In French refugee camps, single migrant children and adolescents are victims of violence and sexual abuse, according to a survey led by Unicef.
Children and adolescents abused, prostituted, raped and assaulted… These are the conclusions of an investigation unveiled by Unicef. the report, published on June 16, paints a worrying portrait of what the daily life of single migrant adolescents and children looks like in refugee camps in northern France.
“Migrant and refugee children suffer daily sexual exploitation, violence and forced labor, ”the report concludes. But although an omerta dominates, some children have broken the silence, detailing living conditions punctuated by violence and precariousness. According to the report, cSome of them have even expressed their desire to be hospitalized in a psychiatric ward, experienced by recurrent abuse. DIn the camps where they fight tirelessly for a living, children “find themselves forced to come to an agreement with the traffickers”, thus exposing them to increased risks of violence and exploitation.
Between January and April 2016, the UNICEF investigation looked into the case of 61 unaccompanied migrant children – aged between 11 and 17 years old – who lived in camps in northern France (in Calais, Dunkirk or still in Cherbourg).
“Children get beaten up”
“The bond was not easy to create with the children,” says Why actor Olivier Peyroux, sociologist and author of the report. We did not have a confidential place, adolescents and children feared that their smugglers, on whom they depend, would hear them. This complicated things, ”explains the sociologist.
Minors are never out of sight of adults. “They have no protection and have no place to confide. They always feel controlled, they are not offered the possibility of being in a structure reserved for children ”.

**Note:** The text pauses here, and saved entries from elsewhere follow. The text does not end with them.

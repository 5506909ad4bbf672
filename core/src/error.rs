// Licensed to the Apache Software Foundation (ASF) under one
// or more contributor license agreements.  See the NOTICE file
// distributed with this work for additional information
// regarding copyright ownership.  The ASF licenses this file
// to you under the Apache License, Version 2.0 (the
// "License"); you may not use this file except in compliance
// with the License.  You may obtain a copy of the License at
//
//   http://www.apache.org/licenses/LICENSE-2.0
//
// Unless required by applicable law or agreed to in writing,
// software distributed under the License is distributed on an
// "AS IS" BASIS, WITHOUT WARRANTIES OR CONDITIONS OF ANY
// KIND, either express or implied.  See the License for the
// specific language governing permissions and limitations
// under the License.

use std::fmt;
use thiserror::Error;

/// The error type for httphmac operations
#[derive(Error, Debug)]
#[error("{kind}: {message}")]
pub struct Error {
    kind: ErrorKind,
    message: String,
    #[source]
    source: Option<anyhow::Error>,
}

/// The kind of error that occurred
#[derive(Debug, Clone, Copy, PartialEq, Eq)]
pub enum ErrorKind {
    /// The authorization header value cannot be parsed
    MalformedHeader,

    /// A required field or header is absent
    MissingField,

    /// The request body could not be fully read
    BodyRead,

    /// A value could not be represented under the fixed encoding
    Encoding,

    /// Credentials exist but are invalid/malformed
    CredentialInvalid,

    /// Configuration error (missing fields, invalid values)
    ConfigInvalid,

    /// Request cannot be signed or verified
    RequestInvalid,

    /// The received signature does not match the re-derived one
    SignatureMismatch,

    /// Unexpected errors
    Unexpected,
}

impl Error {
    /// Create a new error with the given kind and message
    pub fn new(kind: ErrorKind, message: impl Into<String>) -> Self {
        Self {
            kind,
            message: message.into(),
            source: None,
        }
    }

    /// Add a source error
    pub fn with_source(mut self, source: impl Into<anyhow::Error>) -> Self {
        self.source = Some(source.into());
        self
    }

    /// Get the error kind
    pub fn kind(&self) -> ErrorKind {
        self.kind
    }

    /// Get the error message without the kind prefix
    pub fn message(&self) -> &str {
        &self.message
    }

    /// Check if this error means the request failed authentication.
    ///
    /// Callers answering inbound requests usually map these to `401`.
    pub fn is_unauthenticated(&self) -> bool {
        matches!(
            self.kind,
            ErrorKind::MalformedHeader
                | ErrorKind::MissingField
                | ErrorKind::CredentialInvalid
                | ErrorKind::SignatureMismatch
        )
    }
}

// Convenience constructors
impl Error {
    /// Create a malformed header error
    pub fn malformed_header(message: impl Into<String>) -> Self {
        Self::new(ErrorKind::MalformedHeader, message)
    }

    /// Create a missing field error
    pub fn missing_field(message: impl Into<String>) -> Self {
        Self::new(ErrorKind::MissingField, message)
    }

    /// Create a body read error
    pub fn body_read(message: impl Into<String>) -> Self {
        Self::new(ErrorKind::BodyRead, message)
    }

    /// Create an encoding error
    pub fn encoding(message: impl Into<String>) -> Self {
        Self::new(ErrorKind::Encoding, message)
    }

    /// Create a credential invalid error
    pub fn credential_invalid(message: impl Into<String>) -> Self {
        Self::new(ErrorKind::CredentialInvalid, message)
    }

    /// Create a config invalid error
    pub fn config_invalid(message: impl Into<String>) -> Self {
        Self::new(ErrorKind::ConfigInvalid, message)
    }

    /// Create a request invalid error
    pub fn request_invalid(message: impl Into<String>) -> Self {
        Self::new(ErrorKind::RequestInvalid, message)
    }

    /// Create a signature mismatch error
    pub fn signature_mismatch(message: impl Into<String>) -> Self {
        Self::new(ErrorKind::SignatureMismatch, message)
    }

    /// Create an unexpected error
    pub fn unexpected(message: impl Into<String>) -> Self {
        Self::new(ErrorKind::Unexpected, message)
    }
}

impl fmt::Display for ErrorKind {
    fn fmt(&self, f: &mut fmt::Formatter<'_>) -> fmt::Result {
        match self {
            ErrorKind::MalformedHeader => write!(f, "malformed header"),
            ErrorKind::MissingField => write!(f, "missing field"),
            ErrorKind::BodyRead => write!(f, "body read failed"),
            ErrorKind::Encoding => write!(f, "encoding failed"),
            ErrorKind::CredentialInvalid => write!(f, "invalid credentials"),
            ErrorKind::ConfigInvalid => write!(f, "invalid configuration"),
            ErrorKind::RequestInvalid => write!(f, "invalid request"),
            ErrorKind::SignatureMismatch => write!(f, "signature mismatch"),
            ErrorKind::Unexpected => write!(f, "unexpected error"),
        }
    }
}

/// Convenience type alias for Results
pub type Result<T> = std::result::Result<T, Error>;

// Common From implementations
impl From<anyhow::Error> for Error {
    fn from(err: anyhow::Error) -> Self {
        Self::unexpected(err.to_string()).with_source(err)
    }
}

impl From<std::fmt::Error> for Error {
    fn from(err: std::fmt::Error) -> Self {
        Self::unexpected(err.to_string()).with_source(anyhow::Error::from(err))
    }
}

impl From<http::Error> for Error {
    fn from(err: http::Error) -> Self {
        Self::request_invalid(err.to_string()).with_source(anyhow::Error::from(err))
    }
}

impl From<http::header::InvalidHeaderValue> for Error {
    fn from(err: http::header::InvalidHeaderValue) -> Self {
        Self::request_invalid(err.to_string()).with_source(anyhow::Error::from(err))
    }
}

impl From<http::header::InvalidHeaderName> for Error {
    fn from(err: http::header::InvalidHeaderName) -> Self {
        Self::request_invalid(err.to_string()).with_source(anyhow::Error::from(err))
    }
}

impl From<http::uri::InvalidUri> for Error {
    fn from(err: http::uri::InvalidUri) -> Self {
        Self::request_invalid(err.to_string()).with_source(anyhow::Error::from(err))
    }
}

impl From<http::uri::InvalidUriParts> for Error {
    fn from(err: http::uri::InvalidUriParts) -> Self {
        Self::request_invalid(err.to_string()).with_source(anyhow::Error::from(err))
    }
}

impl From<http::header::ToStrError> for Error {
    fn from(err: http::header::ToStrError) -> Self {
        Self::encoding(err.to_string()).with_source(anyhow::Error::from(err))
    }
}

impl From<std::string::FromUtf8Error> for Error {
    fn from(err: std::string::FromUtf8Error) -> Self {
        Self::encoding(err.to_string()).with_source(anyhow::Error::from(err))
    }
}

impl From<std::io::Error> for Error {
    fn from(err: std::io::Error) -> Self {
        Self::unexpected(err.to_string()).with_source(anyhow::Error::from(err))
    }
}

And the violence of which they are victims is manifold. “Among them, police and intercommunity violence”, details the sociologist. Some smugglers “prevent minors from getting on trucks to reach the United Kingdom, children are beaten up”, he denounces. Other acts of violence are linked to far-right militias, and identifying the perpetrators remains particularly difficult.
And when this violence occurs, young migrants can benefit from medical care – through the presence of humanitarian associations – but it remains “insufficient”. In addition, “these children do not go to school, while on average they stay for more than 5 months”, concludes Olivier Peyroux.
“A number of interviews with young girls have identified practices of exchange and sexual services for the promise of passage to the United Kingdom”, details the report in turn. “The more these children are forced to wait, desperate, the more they are likely to risk their lives to join their families,” confirms the deputy director of Unicef in Great Britain, Lily Caprani.